La fidelidad es una disposición interior, un estado de ánimo cuyo punto central está definido por una adhesión incondicional a algo en lo cual se cree. Esta adhesión es fundamental para dimensionar la fidelidad de María porque implica disponibilidad en primer término, es decir, receptividad plena a lo sobrenatural, que va seguida de un convencimiento interior de la certeza de la verdad y que determina como consecuencia una actitud de vida acorde.

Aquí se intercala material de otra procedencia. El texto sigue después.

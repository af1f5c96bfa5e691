//! Grammar productions for the filter language.
//!
//! This module implements all `parse_*` methods as an extension of `Parser`.
//! Conjunction binds tighter than disjunction:
//!
//! ```text
//! filter     := or_expr EOF
//! or_expr    := and_expr ((',' | OR) and_expr)*
//! and_expr   := primary  ((';' | AND) primary)*
//! primary    := '(' or_expr ')' | comparison
//! comparison := FIELD COMPARATOR arguments
//! arguments  := '(' value (',' value)* ')' | value
//! value      := Bareword | String | AND | OR
//! ```
//!
//! Binary nodes are built left-associative by wrapping at a checkpoint.

use rowan::TextRange;

use super::core::{Expectation, Parser};
use super::cst::token_sets::{
    AND_CONNECTORS, COMPARISON_RECOVERY, GROUP_RECOVERY, OR_CONNECTORS, VALUE_FIRST,
};
use super::cst::{SyntaxKind, TokenSet};
use super::lexer::is_unterminated_string;
use super::raw::ComparisonOp;
use crate::diagnostics::DiagnosticKind;

impl Parser<'_> {
    pub fn parse_root(&mut self) {
        self.start_node(SyntaxKind::Root);

        if self.should_stop() {
            let range = TextRange::new(0.into(), self.eof_offset());
            self.error_span(DiagnosticKind::EmptyFilter, range);
        } else {
            self.parse_or_expr();
            if !self.should_stop() {
                self.parse_trailing();
            }
        }

        self.eat_trivia();
        self.finish_node();
    }

    /// Anything left after a complete expression.
    fn parse_trailing(&mut self) {
        if self.currently_is(SyntaxKind::ParenClose) {
            self.error_msg(DiagnosticKind::UnexpectedToken, "unmatched `)`");
        } else {
            self.error_msg(
                DiagnosticKind::UnexpectedToken,
                "expected `;`, `,`, `and` or `or` between comparisons",
            );
        }
        self.start_node(SyntaxKind::Error);
        while !self.should_stop() {
            self.bump();
        }
        self.finish_node();
    }

    fn parse_or_expr(&mut self) {
        self.parse_binary(SyntaxKind::Or, OR_CONNECTORS, Self::parse_and_expr);
    }

    fn parse_and_expr(&mut self) {
        self.parse_binary(SyntaxKind::And, AND_CONNECTORS, Self::parse_primary);
    }

    fn parse_binary(&mut self, kind: SyntaxKind, connectors: TokenSet, operand: fn(&mut Self)) {
        let checkpoint = self.checkpoint();
        operand(self);

        while !self.has_fatal_error() && self.currently_is_one_of(connectors) {
            self.start_node_at(checkpoint, kind);
            self.bump();
            operand(self);
            self.finish_node();
        }
    }

    fn parse_primary(&mut self) {
        self.expectation = Expectation::Field;

        match self.current() {
            SyntaxKind::ParenOpen => self.parse_group(),
            SyntaxKind::Bareword => self.parse_comparison(),
            _ if self.eof() => self.error(DiagnosticKind::ExpectedField),
            SyntaxKind::Garbage if self.at_unterminated_string() => {
                self.error_and_bump(DiagnosticKind::UnterminatedString)
            }
            _ => {
                let message = format!("found `{}`", self.current_text());
                self.error_recover(DiagnosticKind::ExpectedField, &message, COMPARISON_RECOVERY);
            }
        }
    }

    /// `( or_expr )`
    fn parse_group(&mut self) {
        if !self.enter_recursion() {
            self.start_node(SyntaxKind::Error);
            while !self.should_stop() {
                self.bump();
            }
            self.finish_node();
            return;
        }

        self.start_node(SyntaxKind::Group);
        let open = self.current_span();
        self.bump();

        self.parse_or_expr();

        if !self.has_fatal_error() {
            self.close_group(open);
        }

        self.finish_node();
        self.exit_recursion();
    }

    fn close_group(&mut self, open: TextRange) {
        if self.eat_token(SyntaxKind::ParenClose) {
            self.expectation = Expectation::Connector;
            return;
        }

        if self.eof() {
            self.error_unclosed_delimiter(
                DiagnosticKind::UnclosedGroup,
                "filter ends inside a group",
                "group starts here",
                open,
            );
            return;
        }

        self.error_recover(
            DiagnosticKind::UnexpectedToken,
            "expected `)`, `;`, `,`, `and` or `or`",
            GROUP_RECOVERY,
        );
        if self.eat_token(SyntaxKind::ParenClose) {
            self.expectation = Expectation::Connector;
        } else {
            self.error_unclosed_delimiter(
                DiagnosticKind::UnclosedGroup,
                "filter ends inside a group",
                "group starts here",
                open,
            );
        }
    }

    /// `FIELD COMPARATOR arguments`
    fn parse_comparison(&mut self) {
        if !self.enter_comparison() {
            return;
        }
        self.start_node(SyntaxKind::Comparison);

        let field_span = self.current_span();
        let field = self.current_text();
        self.start_node(SyntaxKind::FieldPath);
        self.bump();
        self.finish_node();
        self.validate_field_path(field, field_span);

        self.expectation = Expectation::Operator {
            field: field.to_string(),
        };

        let op = match self.current() {
            SyntaxKind::Comparator => {
                let span = self.current_span();
                let text = self.current_text();
                let op = ComparisonOp::from_token(text);
                if op.is_none() {
                    self.unknown_operator(span, text);
                }
                self.bump();
                op
            }
            _ if self.eof() => {
                self.error(DiagnosticKind::ExpectedOperator);
                self.finish_node();
                return;
            }
            SyntaxKind::Garbage if !self.at_unterminated_string() => {
                let (span, text) = (self.current_span(), self.current_text());
                self.unknown_operator(span, text);
                self.bump_as_error();
                self.finish_node();
                return;
            }
            _ => {
                let message = format!("found `{}` after `{field}`", self.current_text());
                self.error_msg(DiagnosticKind::ExpectedOperator, message);
                self.finish_node();
                return;
            }
        };

        self.expectation = Expectation::Value {
            field: field.to_string(),
            op,
        };

        if self.parse_arguments() {
            self.expectation = Expectation::Connector;
        }

        self.finish_node();
    }

    fn validate_field_path(&mut self, field: &str, span: TextRange) {
        let segments = field.split('.');
        let problem = if segments.clone().any(str::is_empty) {
            "empty segment"
        } else if segments.clone().any(|s| s.contains('*')) {
            "wildcard"
        } else if segments.clone().any(|s| s.contains('\\')) {
            "escape sequence"
        } else {
            return;
        };
        self.error_at(
            DiagnosticKind::MalformedFieldPath,
            span,
            format!("{problem} in `{field}`"),
        );
    }

    /// Single value or parenthesized list. Returns `false` on error.
    fn parse_arguments(&mut self) -> bool {
        match self.current() {
            SyntaxKind::ParenOpen => self.parse_value_list(),
            kind if VALUE_FIRST.contains(kind) => {
                self.parse_value();
                true
            }
            _ => {
                self.error_expected_value();
                false
            }
        }
    }

    fn parse_value(&mut self) {
        self.start_node(SyntaxKind::Value);
        self.bump();
        self.finish_node();
    }

    fn error_expected_value(&mut self) {
        if self.eof() {
            self.error(DiagnosticKind::ExpectedValue);
        } else if self.at_unterminated_string() {
            self.error_and_bump(DiagnosticKind::UnterminatedString);
        } else {
            let message = format!("found `{}`", self.current_text());
            self.error_msg(DiagnosticKind::ExpectedValue, message);
        }
    }

    /// `( value (, value)* )`
    fn parse_value_list(&mut self) -> bool {
        self.start_node(SyntaxKind::ValueList);
        let open = self.current_span();
        self.bump();

        let ok = self.parse_value_list_items(open);

        self.finish_node();
        ok
    }

    fn parse_value_list_items(&mut self, open: TextRange) -> bool {
        if self.currently_is(SyntaxKind::ParenClose) {
            let range = open.cover(self.current_span());
            self.error_span(DiagnosticKind::EmptyList, range);
            self.bump();
            return false;
        }

        let value_expectation = self.expectation.clone();
        loop {
            self.expectation = value_expectation.clone();
            if !VALUE_FIRST.contains(self.current()) {
                self.error_expected_value();
                self.skip_to_list_end();
                return false;
            }
            self.parse_value();
            self.expectation = Expectation::Nothing;
            if !self.eat_token(SyntaxKind::Comma) {
                break;
            }
        }

        if self.eat_token(SyntaxKind::ParenClose) {
            return true;
        }

        if self.eof() {
            self.error_unclosed_delimiter(
                DiagnosticKind::UnclosedList,
                "filter ends inside a value list",
                "list starts here",
                open,
            );
        } else {
            self.error_msg(DiagnosticKind::UnexpectedToken, "expected `,` or `)` in value list");
            self.skip_to_list_end();
        }
        false
    }

    /// Recovery inside a value list: swallow everything up to and including `)`.
    fn skip_to_list_end(&mut self) {
        if !self.currently_is(SyntaxKind::ParenClose) && !self.should_stop() {
            self.start_node(SyntaxKind::Error);
            while !self.currently_is(SyntaxKind::ParenClose) && !self.should_stop() {
                self.bump();
            }
            self.finish_node();
        }
        self.eat_token(SyntaxKind::ParenClose);
    }

    /// Call after `current()` so `pos` sits past trivia.
    fn at_unterminated_string(&self) -> bool {
        self.tokens
            .get(self.pos)
            .is_some_and(|token| is_unterminated_string(self.source, token))
    }
}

La fidelidad supone también humildad, confianza y fe para permanecer en ese estado interior con constancia y continuidad, más allá de los avatares de la vida y de las circunstancias adversas que puedan intentar arrebatarlo y ponerlo en duda. Es un SI pleno, que no admite el NO, que no admite los matices del temor y del miedo generadores de la vacilación y de la desesperanza.

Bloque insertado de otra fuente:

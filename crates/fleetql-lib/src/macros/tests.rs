use std::collections::HashMap;

use super::*;
use crate::config::PollingConfig;

fn clock() -> FixedClock {
    FixedClock::from_millis(1_700_000_000_000).unwrap()
}

fn timestamps() -> TimestampMacros<FixedClock> {
    let polling = PollingConfig {
        polling_interval_ms: 60_000,
        overdue_interval_ms: 30_000,
    };
    TimestampMacros::with_clock(polling, clock())
}

#[test]
fn expands_known_names() {
    let resolved = resolve("lastControllerRequestAt=lt=${NOW_TS}", &timestamps());
    assert_eq!(resolved, "lastControllerRequestAt=lt=1700000000000");
}

#[test]
fn overdue_subtracts_both_intervals() {
    let resolved = resolve("${OVERDUE_TS}", &timestamps());
    assert_eq!(resolved, "1699999910000");
}

#[test]
fn names_match_case_insensitively() {
    assert_eq!(resolve("${now_ts}", &timestamps()), "1700000000000");

    let mut values = HashMap::new();
    values.insert("Region".to_string(), "eu".to_string());
    assert_eq!(resolve("region==${REGION}", &values), "region==eu");
}

#[test]
fn unknown_names_stay_verbatim() {
    assert_eq!(resolve("a==${MISSING}", &timestamps()), "a==${MISSING}");
    assert_eq!(resolve("a==${NOW_TS}", &NoMacros), "a==${NOW_TS}");
}

#[test]
fn escaped_placeholder_is_unescaped_not_resolved() {
    let resolved = resolve("lastControllerRequestAt=lt=$${NOW_TS}", &timestamps());
    assert_eq!(resolved, "lastControllerRequestAt=lt=${NOW_TS}");
}

#[test]
fn substituted_text_is_not_rescanned() {
    let source = |name: &str| (name == "A").then(|| "${B}".to_string());
    assert_eq!(resolve("${A}", &source), "${B}");
}

#[test]
fn lone_dollars_are_kept() {
    let source = |_: &str| Some("x".to_string());
    assert_eq!(resolve("price==$5", &source), "price==$5");
    assert_eq!(resolve("a==$$", &source), "a==$$");
    assert_eq!(resolve("a==${}", &source), "a==${}");
    assert_eq!(resolve("a==${unclosed", &source), "a==${unclosed");
}

#[test]
fn several_placeholders_in_one_pass() {
    let source = |name: &str| match name {
        "FROM" => Some("1".to_string()),
        "TO" => Some("2".to_string()),
        _ => None,
    };
    let resolved = resolve("a=ge=${from};a=lt=${To};b==$${FROM}", &source);
    assert_eq!(resolved, "a=ge=1;a=lt=2;b==${FROM}");
}

#[test]
fn values_are_read_on_every_call() {
    use std::sync::atomic::{AtomicUsize, Ordering};

    let calls = AtomicUsize::new(0);
    let source = |_: &str| Some(calls.fetch_add(1, Ordering::SeqCst).to_string());
    assert_eq!(resolve("${X}", &source), "0");
    assert_eq!(resolve("${X}", &source), "1");
}

#[test]
fn system_clock_is_close_to_now() {
    let macros = TimestampMacros::new(PollingConfig::default());
    let before = chrono::Utc::now().timestamp_millis();
    let now: i64 = macros.lookup(NOW_TS).unwrap().parse().unwrap();
    let after = chrono::Utc::now().timestamp_millis();
    assert!(before <= now && now <= after);
}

La fidelidad es un DON de Dios, pero se va construyendo día a día con la colaboración del hombre. Las respuestas cotidianas, las opciones comunes que debe tomar, las elecciones que debe realizar, los caminos que debe seguir, las decisiones que debe adoptar, van construyendo en la partitura del Amor, la fortaleza de un corazón que ama por encima de todo y que se mantiene fiel aún en la más profunda adversidad.

María participó en grado excelso de esta respuesta fiel y generosa. Bienaventurada, llena de gracia y visitada misteriorsamente por el Espíritu de Dios, albergó en sus entrañas al Hijo del hombre. Fue su Madre y Madre de todos los fieles. Por ello los seguidores de Jesús somos "fieles" que continuamos el camino trazado por María para alcanzar la ternura misericordiosa del Dios del Amor.

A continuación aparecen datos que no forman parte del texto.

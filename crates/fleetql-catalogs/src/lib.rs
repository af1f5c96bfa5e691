#![cfg_attr(coverage_nightly, feature(coverage_attribute))]

//! Built-in field catalogs, one per filterable entity type.
//!
//! Each catalog is built on first use and shared for the rest of the
//! process. Entity types are gated behind `entity-*` features.

use std::sync::Arc;

use fleetql_core::FieldCatalog;

pub mod builtin;

#[cfg(test)]
mod lib_tests;

pub use builtin::*;

/// Shared, immutable catalog handle.
pub type Catalog = Arc<FieldCatalog>;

María edificó su fidelidad en pequeñísimas respuestas de Amor, no en actos extraordinarios sino en actitudes cotidianas de vida en atención a todo aquello que ponía a prueba su fe y su adhesión incondicional. Y así se mantuvo firme e inconmovible porque creía profundamente en Aquel que todo lo puede. Y entonces todo era calma para Ella, todo era consuelo, todo era paz, aún en medio del dolor, porque su corazón se abandonaba completamente en los brazos de su Hijo.

La fidelidad de María, como espejo, nos debe interpelar, hoy, nuestra actitud de vida, en relación a nosotros mismos y en relación al prójimo que nos circunda.

¿creo realmente en el amor de Dios?
¿puedo mantener mi adhesión al Señor en los momentos en que soy probado?
¿mantengo un SI firme en momentos de incertidumbre y de dolor?
¿es la Palabra del Señor la fuente de mis respuestas?
¿me dejo llevar por los vaivenes emocionales e ideas egoístas o arrojo toda mi carga en las manos del Señor?
¿me miro a mí mismo o puedo descubrir el rostro de Dios en el hermano que sufre?
¿dejo que la comodidad se instale o permito la suave tensión del hermano que clama mi ayuda?

Las interrogantes son el inicio de la construcción de una respuesta fiel y generosa. Hay que meditar en ellas a la luz de la Palabra y tratar de percibir lo que Dios nos está pidiendo hoy, porque Dios nos da siempre su gracia pero espera nuestra respuesta. El es pregunta, nosotros somos actitud; el es Don, nosotros somos sus instrumentos; El es luz, nosotros somos sus manos humanas; El es Amor, nosotros deberíamos ser también el reflejo de su infinita caridad y misericordia.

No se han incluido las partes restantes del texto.